=== Section Start ===

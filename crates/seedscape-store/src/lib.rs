//! Campaign and tile persistence for seedscape
//!
//! Campaign metadata and generated tiles are stored as pretty-printed JSON:
//! ```text
//! <data>/campaigns/<name>/meta.json
//! <data>/campaigns/<name>/hexes/<tile id>.json
//! ```
//!
//! ```ignore
//! let store = Store::from_env();
//! let tile = store.get_or_generate_tile("westmarch", "H4", None).await?;
//! ```

pub mod error;
pub mod env;
pub mod campaign;
pub mod storage;

pub use campaign::CampaignMeta;
pub use error::{Error, Result};
pub use storage::Store;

=== Section End ===

▸ **Work to complete**
Every line in the material must be retyped exactly, with none omitted.

▸ **Reply to the exercise**
filename crates/seedscape-store/src/lib.rs
//! Campaign and tile persistence for seedscape
//!
//! Campaign metadata and generated tiles are stored as pretty-printed JSON:
//! ```text
//! <data>/campaigns/<name>/meta.json
//! <data>/campaigns/<name>/hexes/<tile id>.json
//! ```
//!
//! ```ignore
//! let store = Store::from_env();
//! let tile = store.get_or_generate_tile("westmarch", "H4", None).await?;
//! ```

pub mod error;
pub mod env;
pub mod campaign;
pub mod storage;

pub use campaign::CampaignMeta;
pub use error::{Error, Result};
pub use storage::Store;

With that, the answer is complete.